Conservative treatment for your thumb base arthritis involves a period of activity modification (during which you don’t do heavy activities or actions that cause you pain), taking non-steroidal anti-inflammatory medication, wearing a splint and sometimes a steroid injection. I will usually ask you to undergo this conservative treatment for a period of four weeks, and then we will review your symptoms together.
After four weeks, many of my patients notice a significant improvement in the comfort and function of their hand. Many people need no further treatment, while some choose to use the splint during heavy activities. As my patient, you have an open invitation to contact me should the symptoms return.
If your symptoms persist despite conservative treatment, then I will discuss surgical options with you.
There are a number of surgical options for thumb base arthritis, depending on how severe the arthritic changes within and around your thumb base are.
In very early thumb base arthritis, before there is loss of articular cartilage (which covers the end of your bones), a ligament reconstruction can improve stability around your thumb base, resolving pain and improving strength.
Once your articular cartilage is damaged, and this is the case for the vast majority of patients who come to see me, surgery on the trapezium (one of your wrist bones) is required. The most common operation is a simple trapeziectomy, where the trapezium is simply removed. This approach seems almost too simple - but is very effective at treating the pain of arthritis. If during the trapeziectomy, I find that your thumb seems unstable or no longer in its normal joint position, then I will perform a ligament reconstruction at the same time. Removing the trapezium does weaken grip and pinch strength permanently, but given the pain relief that occurs following surgery, most of my patients find that their hand function is significantly improved.
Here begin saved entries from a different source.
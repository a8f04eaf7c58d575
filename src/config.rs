//! Compile-time configuration knobs.
//!
//! `r3_kernel` takes its build-time parameters (priority count, object
//! counts, the ready-queue and timeout-heap backing types) through a
//! `KernelCfg1`/`KernelTraits` trait pair that an application crate
//! implements, generated by the `build!` macro in `cfg.rs`. This crate
//! collapses that into a single trait with associated consts; the feature
//! flags in `Cargo.toml` (`signals`, `thread-detach`, `fifo-queue-emplace`,
//! `message-queue-emplace`) play the role of the teacher's
//! `SIGNALS_ENABLE`/`THREAD_DETACH_ENABLE`/emplace knobs, since those gate
//! which modules and methods exist at all rather than a runtime value.
pub trait Config: 'static {
    /// Rate of the periodic tick source, in Hz. The core never programs the
    /// timer itself; this is informational for callers converting wall-clock
    /// durations to tick counts.
    const TICK_FREQUENCY_HZ: u32;

    /// Priority of the kernel's initial ("main") thread.
    const MAIN_THREAD_PRIORITY: u8;

    /// Queued-signal ring capacity for the initial thread.
    const MAIN_THREAD_QUEUED_SIGNALS: usize;

    /// Signal action-slot count for the initial thread. Bounded to 32 (one
    /// slot per signal number); values above 32 are truncated.
    const MAIN_THREAD_SIGNAL_ACTIONS: usize;

    /// Upper bound on the number of simultaneously-armed software timers.
    /// Backs the supervisor's fixed-capacity ordered list.
    const MAX_TIMERS: usize;

    /// Ticks a `Policy::RoundRobin` thread runs for before yielding to the
    /// next equal-priority thread, if any are ready. Threads on
    /// `Policy::Fifo` ignore this entirely.
    const ROUND_ROBIN_QUANTUM_TICKS: u32;

    /// Upper bound on simultaneously-held recursive locks of one `Mutex` by
    /// its owner (`Kind::Recursive`); the lock call that would exceed it
    /// returns [`crate::error::Error::Eagain`].
    const MAX_RECURSIVE_LOCKS: u32;
}

/// A ready-to-use [`Config`] with conservative defaults, suitable for tests
/// and examples.
#[derive(Debug, Clone, Copy)]
pub struct DefaultConfig;

impl Config for DefaultConfig {
    const TICK_FREQUENCY_HZ: u32 = 1000;
    const MAIN_THREAD_PRIORITY: u8 = 0;
    const MAIN_THREAD_QUEUED_SIGNALS: usize = 4;
    const MAIN_THREAD_SIGNAL_ACTIONS: usize = 32;
    const MAX_TIMERS: usize = 32;
    const ROUND_ROBIN_QUANTUM_TICKS: u32 = 10;
    const MAX_RECURSIVE_LOCKS: u32 = 4;
}
/// Chatlink - conversation list synchronization and archival engine
///
/// Maintains a locally cached, ordered, inbox/archived-partitioned view of a
/// user's 1:1 conversations and runs the archive/unarchive, delete, and block
/// mutation protocols against an HTTP backend, with explicit timeout and
/// reconciliation handling.

pub mod cache;
pub mod config;
pub mod engine;
pub mod error;
pub mod transport;
pub mod types;
pub mod view;

pub use cache::ConversationCache;
pub use config::Config;
pub use engine::{ArchiveOutcome, ConfirmPrompt, ConversationEngine};
pub use error::{ChatError, Result};
pub use transport::{ConversationTransport, HttpTransport};
pub use types::{
    Conversation, LastMessage, MessageKind, Notice, Severity, Tab, TabCounts, UserSummary,
};
pub use view::{EmptyReason, ViewState};
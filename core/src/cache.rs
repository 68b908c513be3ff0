/// In-memory conversation cache, the single source of truth for rendering.
/// Rebuilt wholesale on fetch, patched in place on mutation. Owned by the
/// engine for the lifetime of the messaging screen; nothing else writes here.
use crate::types::Conversation;

/// Ordered collection of conversation records for the session. The stored
/// order is the rendered order: descending by last activity, ties in the
/// order the transport returned them.
#[derive(Debug, Default, Clone)]
pub struct ConversationCache {
    entries: Vec<Conversation>,
}

impl ConversationCache {
    pub fn new() -> Self {
        Self {
            entries: Vec::new(),
        }
    }

    /// Replace the whole cache with a fresh snapshot, sorting it into
    /// rendered order. The sort is stable, so entries with equal activity
    /// instants (including the epoch-zero fallback) keep transport order.
    pub fn replace(&mut self, mut fetched: Vec<Conversation>) {
        fetched.sort_by(|a, b| b.last_activity().cmp(&a.last_activity()));
        self.entries = fetched;
    }

    pub fn clear(&mut self) {
        self.entries.clear();
    }

    pub fn get(&self, id: &str) -> Option<&Conversation> {
        self.entries.iter().find(|c| c.id == id)
    }

    /// Patch one entry's archived flag by id. Returns false for an unknown id.
    pub fn set_archived(&mut self, id: &str, value: bool) -> bool {
        match self.entries.iter_mut().find(|c| c.id == id) {
            Some(c) => {
                c.is_archived = value;
                true
            }
            None => false,
        }
    }

    /// Remove one entry by id. Returns true if an entry was removed.
    pub fn remove(&mut self, id: &str) -> bool {
        let before = self.entries.len();
        self.entries.retain(|c| c.id != id);
        self.entries.len() != before
    }

    pub fn len(&self) -> usize {
        self.entries.len()
    }

    pub fn is_empty(&self) -> bool {
        self.entries.is_empty()
    }

    /// All entries in rendered order
    pub fn entries(&self) -> &[Conversation] {
        &self.entries
    }
}
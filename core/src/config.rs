/// Configuration management
use std::time::Duration;

/// Engine configuration
#[derive(Debug, Clone)]
pub struct Config {
    /// Base URL of the conversation service (e.g. "https://api.example.com")
    pub base_url: String,

    /// How long an archive toggle may wait for confirmation before the
    /// optimistic fallback fires
    pub archive_timeout: Duration,

    /// Delay before the reconciliation refresh that follows a confirmed
    /// archive toggle
    pub reconcile_delay: Duration,

    /// Per-request timeout for the HTTP client (delete and block have no
    /// engine-level timeout of their own)
    pub request_timeout: Duration,
}

impl Default for Config {
    fn default() -> Self {
        Self {
            base_url: "http://127.0.0.1:3000".to_string(),
            archive_timeout: Duration::from_secs(10),
            reconcile_delay: Duration::from_secs(1),
            request_timeout: Duration::from_secs(30),
        }
    }
}

impl Config {
    /// Default timings against a specific service URL
    pub fn with_base_url(base_url: impl Into<String>) -> Self {
        Self {
            base_url: base_url.into(),
            ..Self::default()
        }
    }
}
Occasionally, if you are a very young patient with isolated thumb base arthritis, I may undertake a fusion of the metacarpal and the trapezium (two neighbouring bones in your wrist). While this maintains as much grip and pinch strength as possible, it will stiffen your thumb, and therefore reduce your range of movement. It may also create unusual wear patterns and predispose you to arthritis between the other small bones of the wrist. In any case, we will discuss the advantages and risks together before you make a decision.
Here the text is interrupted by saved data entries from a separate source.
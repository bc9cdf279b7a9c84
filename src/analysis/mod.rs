//! Analysis Results
//!
//! Types returned by the analysis API (`/predict_risk`,
//! `/personalized_prevention`) and the values the results view derives
//! from them.
//!
//! ## Flow
//!
//! 1. The upload pipeline stores the latest [`AnalysisResult`] in a single
//!    client-side slot ([`RESULT_SLOT_KEY`])
//! 2. [`open_results`] reads that slot; no result means a redirect to `/upload`
//! 3. Each [`Risk`] becomes a [`RiskView`] with tier, color and percentage
//! 4. Selecting a risk goes through [`PlanSelector`], which only accepts the
//!    plan for the most recent selection

mod display;
mod plan;

#[cfg(feature = "native")]
mod controller;

pub use display::{open_results, percent_label, FileInfo, ResultsEntry, RiskBar, RiskView, Severity};
pub use plan::{PlanRequest, PlanSelector, PlanState};

#[cfg(feature = "native")]
pub use controller::PlanController;

use serde::{Deserialize, Deserializer, Serialize};
use thiserror::Error;

/// Storage key of the single result slot (browser `localStorage`)
pub const RESULT_SLOT_KEY: &str = "genomicResult";

/// Shown when an upload fails without a server-supplied message
pub const UPLOAD_FALLBACK_ERROR: &str = "Upload failed. Please try again.";

/// Only this many recommended medications are displayed per plan
pub const MAX_DISPLAYED_MEDS: usize = 3;

/// Output of `/predict_risk` for one uploaded file
#[derive(Debug, Clone, PartialEq, Serialize, Deserialize)]
pub struct AnalysisResult {
    #[serde(default)]
    pub file_processed: String,
    #[serde(default)]
    pub genomic_summary: GenomicSummary,
    #[serde(default)]
    pub identified_risks: Vec<Risk>,
}

#[derive(Debug, Clone, Default, PartialEq, Serialize, Deserialize)]
pub struct GenomicSummary {
    #[serde(default)]
    pub file_type: String,
    #[serde(default)]
    pub processed_at: String,
}

/// One disease/condition entry in an analysis
#[derive(Debug, Clone, PartialEq, Serialize, Deserialize)]
pub struct Risk {
    pub risk_name: String,
    /// Always within `[0, 1]`
    #[serde(deserialize_with = "deserialize_probability")]
    pub probability: f64,
    #[serde(default)]
    pub reason: String,
}

impl AnalysisResult {
    /// Decode a stored or received analysis
    pub fn from_json(text: &str) -> Result<Self, DecodeError> {
        Ok(serde_json::from_str(text)?)
    }

    /// Serialize for the result slot
    pub fn to_json(&self) -> Result<String, DecodeError> {
        Ok(serde_json::to_string(self)?)
    }

    /// Find a risk by name (case-insensitive)
    pub fn find_risk(&self, name: &str) -> Option<&Risk> {
        self.identified_risks
            .iter()
            .find(|r| r.risk_name.eq_ignore_ascii_case(name.trim()))
    }
}

impl Risk {
    pub fn new(name: impl Into<String>, probability: f64, reason: impl Into<String>) -> Self {
        Self {
            risk_name: name.into(),
            probability,
            reason: reason.into(),
        }
    }

    /// Request body for this risk's prevention plan
    pub fn prevention_request(&self) -> PreventionRequest {
        PreventionRequest {
            disease: self.risk_name.clone(),
            risk_score: self.probability,
        }
    }
}

/// The backend has sent probabilities both as numbers and as numeric strings.
fn deserialize_probability<'de, D>(deserializer: D) -> Result<f64, D::Error>
where
    D: Deserializer<'de>,
{
    #[derive(Deserialize)]
    #[serde(untagged)]
    enum NumberOrString {
        Number(f64),
        Text(String),
    }

    let value = match NumberOrString::deserialize(deserializer)? {
        NumberOrString::Number(n) => n,
        NumberOrString::Text(s) => s
            .trim()
            .parse::<f64>()
            .map_err(|_| serde::de::Error::custom(format!("invalid probability: {:?}", s)))?,
    };

    if !(0.0..=1.0).contains(&value) {
        return Err(serde::de::Error::custom(format!(
            "probability {} outside [0, 1]",
            value
        )));
    }

    Ok(value)
}

// ============================================
// Prevention plans
// ============================================

/// Body of `POST /personalized_prevention`
#[derive(Debug, Clone, PartialEq, Serialize, Deserialize)]
pub struct PreventionRequest {
    pub disease: String,
    pub risk_score: f64,
}

#[derive(Debug, Clone, Deserialize)]
pub struct PreventionResponse {
    pub personalized_plan: PreventionPlan,
}

/// Lifestyle and medication guidance for one selected risk
#[derive(Debug, Clone, Default, PartialEq, Serialize, Deserialize)]
pub struct PreventionPlan {
    #[serde(default)]
    pub lifestyle_plan: LifestylePlan,
    #[serde(default)]
    pub medication_and_monitoring: MedicationPlan,
}

#[derive(Debug, Clone, Default, PartialEq, Serialize, Deserialize)]
pub struct LifestylePlan {
    #[serde(default)]
    pub exercise: String,
    #[serde(default)]
    pub sleep: String,
    #[serde(default)]
    pub stress_management: String,
}

#[derive(Debug, Clone, Default, PartialEq, Serialize, Deserialize)]
pub struct MedicationPlan {
    #[serde(default)]
    pub monitoring_schedule: String,
    #[serde(default)]
    pub recommended_meds: Vec<String>,
}

impl PreventionPlan {
    /// Medications shown in the plan panel
    pub fn displayed_meds(&self) -> &[String] {
        let meds = &self.medication_and_monitoring.recommended_meds;
        &meds[..meds.len().min(MAX_DISPLAYED_MEDS)]
    }
}

/// Error body of the analysis API
#[derive(Debug, Clone, Default, Deserialize)]
pub struct ErrorBody {
    #[serde(default)]
    pub error: Option<String>,
}

impl ErrorBody {
    /// Extract the `error` message from a response body, if there is one
    pub fn message_from(body: &str) -> Option<String> {
        serde_json::from_str::<ErrorBody>(body)
            .ok()
            .and_then(|b| b.error)
            .filter(|m| !m.trim().is_empty())
    }
}

/// Failure to decode an analysis or plan
#[derive(Error, Debug)]
pub enum DecodeError {
    #[error("Invalid analysis data: {0}")]
    Json(#[from] serde_json::Error),
}

#[cfg(test)]
mod tests {
    use super::*;

    const SAMPLE: &str = r#"{
        "file_processed": "sample.vcf",
        "genomic_summary": {"file_type": "VCF", "processed_at": "2024-03-01T10:15:00Z"},
        "identified_risks": [
            {"risk_name": "Type 2 Diabetes", "probability": 0.75, "reason": "TCF7L2 variant"},
            {"risk_name": "Hypertension", "probability": "0.45", "reason": "AGT variant"},
            {"risk_name": "Asthma", "probability": 0.1, "reason": "No strong markers"}
        ]
    }"#;

    #[test]
    fn test_decode_sample() {
        let result = AnalysisResult::from_json(SAMPLE).unwrap();
        assert_eq!(result.file_processed, "sample.vcf");
        assert_eq!(result.genomic_summary.file_type, "VCF");
        assert_eq!(result.identified_risks.len(), 3);
        assert_eq!(result.identified_risks[1].probability, 0.45);
    }

    #[test]
    fn test_missing_risks_is_empty() {
        let result = AnalysisResult::from_json(r#"{"file_processed": "x.csv"}"#).unwrap();
        assert!(result.identified_risks.is_empty());
        assert_eq!(result.genomic_summary, GenomicSummary::default());
    }

    #[test]
    fn test_probability_out_of_range_rejected() {
        let text = r#"{"identified_risks": [{"risk_name": "X", "probability": 1.4}]}"#;
        assert!(AnalysisResult::from_json(text).is_err());

        let text = r#"{"identified_risks": [{"risk_name": "X", "probability": "high"}]}"#;
        assert!(AnalysisResult::from_json(text).is_err());
    }

    #[test]
    fn test_find_risk_ignores_case() {
        let result = AnalysisResult::from_json(SAMPLE).unwrap();
        let risk = result.find_risk("hypertension").unwrap();
        assert_eq!(risk.risk_name, "Hypertension");
        assert!(result.find_risk("Gout").is_none());
    }

    #[test]
    fn test_prevention_request_body() {
        let risk = Risk::new("Hypertension", 0.45, "");
        let body = serde_json::to_value(risk.prevention_request()).unwrap();
        assert_eq!(body["disease"], "Hypertension");
        assert_eq!(body["risk_score"], 0.45);
    }

    #[test]
    fn test_displayed_meds_capped() {
        let text = r#"{"personalized_plan": {
            "lifestyle_plan": {"exercise": "30 min walk", "sleep": "8h", "stress_management": "Yoga"},
            "medication_and_monitoring": {
                "monitoring_schedule": "HbA1c every 6 months",
                "recommended_meds": ["Metformin", "Statin", "Aspirin", "Vitamin D"]
            }
        }}"#;
        let response: PreventionResponse = serde_json::from_str(text).unwrap();
        let plan = response.personalized_plan;
        assert_eq!(plan.displayed_meds(), &["Metformin", "Statin", "Aspirin"]);
        assert_eq!(plan.lifestyle_plan.sleep, "8h");
    }

    #[test]
    fn test_partial_plan_decodes() {
        let plan: PreventionPlan = serde_json::from_str(r#"{"lifestyle_plan": {"exercise": "Swim"}}"#).unwrap();
        assert_eq!(plan.lifestyle_plan.exercise, "Swim");
        assert!(plan.displayed_meds().is_empty());
    }

    #[test]
    fn test_error_body_message() {
        assert_eq!(
            ErrorBody::message_from(r#"{"error": "Unsupported file type"}"#).as_deref(),
            Some("Unsupported file type")
        );
        assert_eq!(ErrorBody::message_from("<html>502</html>"), None);
        assert_eq!(ErrorBody::message_from(r#"{"error": ""}"#), None);
    }
}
The recovery from any surgical procedure on the trapezium is quite long, and it may take six months until you can return comfortably to heavy activities. Such a long recovery period can make the decision to have surgery quite difficult. I will be there to answer all your questions and assist you in making the decision to proceed with surgery or maintain the status quo. Following surgery, 90-95% of patients achieve good to excellent results.
It is likely that the arthritis at the base of your thumb will worsen, but it is certainly not life-threatening. Many patients prefer to put up with the pain and alter their activities. Sometimes your symptoms may resolve with time.
Surgical treatment should have the same rate of success if it is performed at a later stage.